(Activity): When "which" occurs in a line of the material, copy that line.

(Source material):
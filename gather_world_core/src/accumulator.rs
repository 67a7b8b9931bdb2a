//! N-step transition accumulation.
//!
//! The accumulator keeps a sliding window over the last `N + 1` snapshots,
//! the `N` action vectors taken between them and the `N` reward maps those
//! actions earned. Once the window is full, every ship of the oldest snapshot
//! becomes one transition row:
//!
//! - `state` is the ship's oldest feature row,
//! - `action` is what it did on that tick,
//! - `reward` is `sum(gamma^i * r_i)` over the window, counting only the
//!   ticks in which the ship was still alive,
//! - `next_state` is its newest feature row if it is still alive, and
//!   `is_non_terminal` records whether it is.
//!
//! Ships are matched between the oldest and newest snapshot by id. Ids are
//! ascending and never reused, so a single merge pass is enough.

use std::collections::VecDeque;

use tracing::debug;

use crate::{
    EntityId,
    features::{FeatureBatch, Snapshot},
    reward::RewardMap,
};

/// Fixed-capacity output of one emission. Row `r` describes the ship at
/// position `r` of the oldest snapshot's id list; only the first
/// `valid_rows` handed to the sink are meaningful.
#[derive(Debug, Clone, PartialEq)]
pub struct FinalBatch<A> {
    pub state: FeatureBatch,
    pub next_state: FeatureBatch,
    pub action: Vec<A>,
    pub reward: Vec<f32>,
    pub is_non_terminal: Vec<bool>,
}

impl<A: Copy + Default> FinalBatch<A> {
    pub fn new(capacity: usize, row_len: usize) -> Self {
        FinalBatch {
            state: FeatureBatch::zeros(capacity, row_len),
            next_state: FeatureBatch::zeros(capacity, row_len),
            action: vec![A::default(); capacity],
            reward: vec![0.0; capacity],
            is_non_terminal: vec![false; capacity],
        }
    }

    pub fn capacity(&self) -> usize {
        self.reward.len()
    }

    fn clear(&mut self) {
        self.state.fill(0.0);
        self.next_state.fill(0.0);
        self.action.fill(A::default());
        self.reward.fill(0.0);
        self.is_non_terminal.fill(false);
    }
}

/// Receives emitted batches. Implementations must copy whatever rows they
/// want to keep: the batch is overwritten by the next emission.
pub trait TransitionSink<A> {
    fn push(&mut self, batch: &FinalBatch<A>, valid_rows: usize);
}

/// `N` reward maps addressed relative to the oldest one.
#[derive(Debug, Clone)]
struct RewardRing {
    slots: Vec<RewardMap>,
    cursor: usize,
}

impl RewardRing {
    fn new(n: usize) -> Self {
        RewardRing {
            slots: vec![RewardMap::new(); n],
            cursor: 0,
        }
    }

    /// Overwrites the oldest map. Once the ring is full, the cursor again
    /// points at the oldest map.
    fn record(&mut self, rewards: RewardMap) {
        self.slots[self.cursor] = rewards;
        self.cursor = (self.cursor + 1) % self.slots.len();
    }

    /// Map `offset` ticks after the oldest one.
    fn slot(&self, offset: usize) -> &RewardMap {
        &self.slots[(self.cursor + offset) % self.slots.len()]
    }

    fn reset(&mut self) {
        self.slots.iter_mut().for_each(RewardMap::clear);
        self.cursor = 0;
    }
}

/// Result of matching the oldest snapshot's ids against the newest one's.
#[derive(Debug, Clone, Default)]
struct IdMatch {
    retained_indices: Vec<usize>,
    destroyed_indices: Vec<usize>,
    retained_ids: Vec<EntityId>,
    // Row of each retained ship in the newest snapshot.
    latest_rows: Vec<usize>,
}

impl IdMatch {
    fn with_capacity(capacity: usize) -> Self {
        IdMatch {
            retained_indices: Vec::with_capacity(capacity),
            destroyed_indices: Vec::with_capacity(capacity),
            retained_ids: Vec::with_capacity(capacity),
            latest_rows: Vec::with_capacity(capacity),
        }
    }

    /// Merges two ascending id lists, recording which rows of `oldest`
    /// survived into `latest`.
    fn rebuild(&mut self, oldest: &[EntityId], latest: &[EntityId]) {
        self.clear();
        let mut rc = 0;
        for (row, &id) in oldest.iter().enumerate() {
            while latest.get(rc).is_some_and(|&other| other < id) {
                rc += 1;
            }
            if latest.get(rc) == Some(&id) {
                self.retained_indices.push(row);
                self.retained_ids.push(id);
                self.latest_rows.push(rc);
                rc += 1;
            } else {
                self.destroyed_indices.push(row);
            }
        }
    }

    fn clear(&mut self) {
        self.retained_indices.clear();
        self.destroyed_indices.clear();
        self.retained_ids.clear();
        self.latest_rows.clear();
    }
}

/// Turns a stream of snapshots, actions and rewards into N-step transitions.
#[derive(Debug, Clone)]
pub struct TransitionAccumulator<A> {
    n: usize,
    gamma: f32,
    snapshots: VecDeque<Snapshot>,
    actions: VecDeque<Vec<A>>,
    rewards: RewardRing,
    matching: IdMatch,
    final_batch: FinalBatch<A>,
    pending_rows: Option<usize>,
}

impl<A: Copy + Default> TransitionAccumulator<A> {
    /// `capacity` bounds the number of ships in any snapshot and `row_len` is
    /// the width of every feature row.
    ///
    /// # Panics
    ///
    /// Panics if `n` is zero.
    pub fn new(n: usize, gamma: f32, capacity: usize, row_len: usize) -> Self {
        assert!(n > 0, "multi-step n must be positive");
        TransitionAccumulator {
            n,
            gamma,
            snapshots: VecDeque::with_capacity(n + 1),
            actions: VecDeque::with_capacity(n),
            rewards: RewardRing::new(n),
            matching: IdMatch::with_capacity(capacity),
            final_batch: FinalBatch::new(capacity, row_len),
            pending_rows: None,
        }
    }

    /// Adds the snapshot of the tick that just completed.
    ///
    /// `previous_actions` are the actions taken on the previous snapshot, one
    /// per id in ascending order, and `rewards` is what they earned. Pass
    /// `None` on the first tick of an episode, when nothing has acted yet;
    /// `rewards` is then ignored.
    ///
    /// # Panics
    ///
    /// Panics if actions are given without a preceding snapshot, if their
    /// count differs from that snapshot's id count, or if the snapshot does
    /// not fit the batch.
    pub fn push(&mut self, snapshot: Snapshot, rewards: &RewardMap, previous_actions: Option<&[A]>) {
        assert!(
            snapshot.len() <= self.final_batch.capacity(),
            "snapshot exceeds batch capacity"
        );
        assert_eq!(
            snapshot.features.row_len(),
            self.final_batch.state.row_len(),
            "snapshot row length mismatch"
        );

        if let Some(actions) = previous_actions {
            let previous = self
                .snapshots
                .back()
                .expect("actions pushed without a preceding snapshot");
            assert_eq!(
                actions.len(),
                previous.len(),
                "action count does not match previous snapshot"
            );
            self.rewards.record(rewards.clone());
            self.actions.push_back(actions.to_vec());
        }
        self.snapshots.push_back(snapshot);

        if self.actions.len() == self.n {
            self.emit();
        }
    }

    fn emit(&mut self) {
        let (Some(oldest), Some(oldest_actions)) =
            (self.snapshots.pop_front(), self.actions.pop_front())
        else {
            return;
        };
        let Some(latest) = self.snapshots.back() else {
            return;
        };

        self.matching.rebuild(&oldest.ids, &latest.ids);

        if oldest.is_empty() {
            self.pending_rows = None;
            return;
        }

        let batch = &mut self.final_batch;
        batch.clear();

        for row in 0..oldest.len() {
            batch.state.copy_row_from(row, &oldest.features, row);
        }
        let matching = &self.matching;
        for (&row, &latest_row) in matching.retained_indices.iter().zip(&matching.latest_rows) {
            batch.next_state.copy_row_from(row, &latest.features, latest_row);
            batch.is_non_terminal[row] = true;
        }
        batch.action[..oldest.len()].copy_from_slice(&oldest_actions);

        for (row, id) in oldest.ids.iter().enumerate() {
            let mut discount = 1.0;
            let mut total = 0.0;
            for i in 0..self.n {
                total += discount * self.rewards.slot(i).get(id).copied().unwrap_or(0.0);
                discount *= self.gamma;
            }
            batch.reward[row] = total;
        }

        debug!(
            step = oldest.step,
            rows = oldest.len(),
            retained = matching.retained_indices.len(),
            destroyed = matching.destroyed_indices.len(),
            "emitted transitions"
        );
        self.pending_rows = Some(oldest.len());
    }

    /// Hands the latest emission to `sink`, at most once per emission.
    /// Returns whether anything was handed over.
    pub fn push_transitions(&mut self, sink: &mut impl TransitionSink<A>) -> bool {
        match self.pending_rows.take() {
            Some(rows) => {
                sink.push(&self.final_batch, rows);
                true
            }
            None => false,
        }
    }

    /// Drops the window and any unflushed transitions.
    pub fn reset(&mut self) {
        self.snapshots.clear();
        self.actions.clear();
        self.rewards.reset();
        self.matching.clear();
        self.final_batch.clear();
        self.pending_rows = None;
    }

    pub fn final_batch(&self) -> &FinalBatch<A> {
        &self.final_batch
    }

    /// Most recently pushed snapshot.
    pub fn latest_state(&self) -> Option<&Snapshot> {
        self.snapshots.back()
    }

    pub fn latest_ids(&self) -> &[EntityId] {
        self.snapshots
            .back()
            .map(|snapshot| snapshot.ids.as_slice())
            .unwrap_or_default()
    }

    /// Number of buffered action vectors.
    pub fn queue_len(&self) -> usize {
        self.actions.len()
    }

    /// Rows of the last emitted oldest snapshot whose ships are still alive.
    pub fn retained_indices(&self) -> &[usize] {
        &self.matching.retained_indices
    }

    pub fn destroyed_indices(&self) -> &[usize] {
        &self.matching.destroyed_indices
    }

    pub fn retained_ids(&self) -> &[EntityId] {
        &self.matching.retained_ids
    }

    pub fn multi_step_n(&self) -> usize {
        self.n
    }

    pub fn gamma(&self) -> f32 {
        self.gamma
    }
}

(Reply to the task):
//!   ticks in which the ship was still alive,
    /// Merges two ascending id lists, recording which rows of `oldest`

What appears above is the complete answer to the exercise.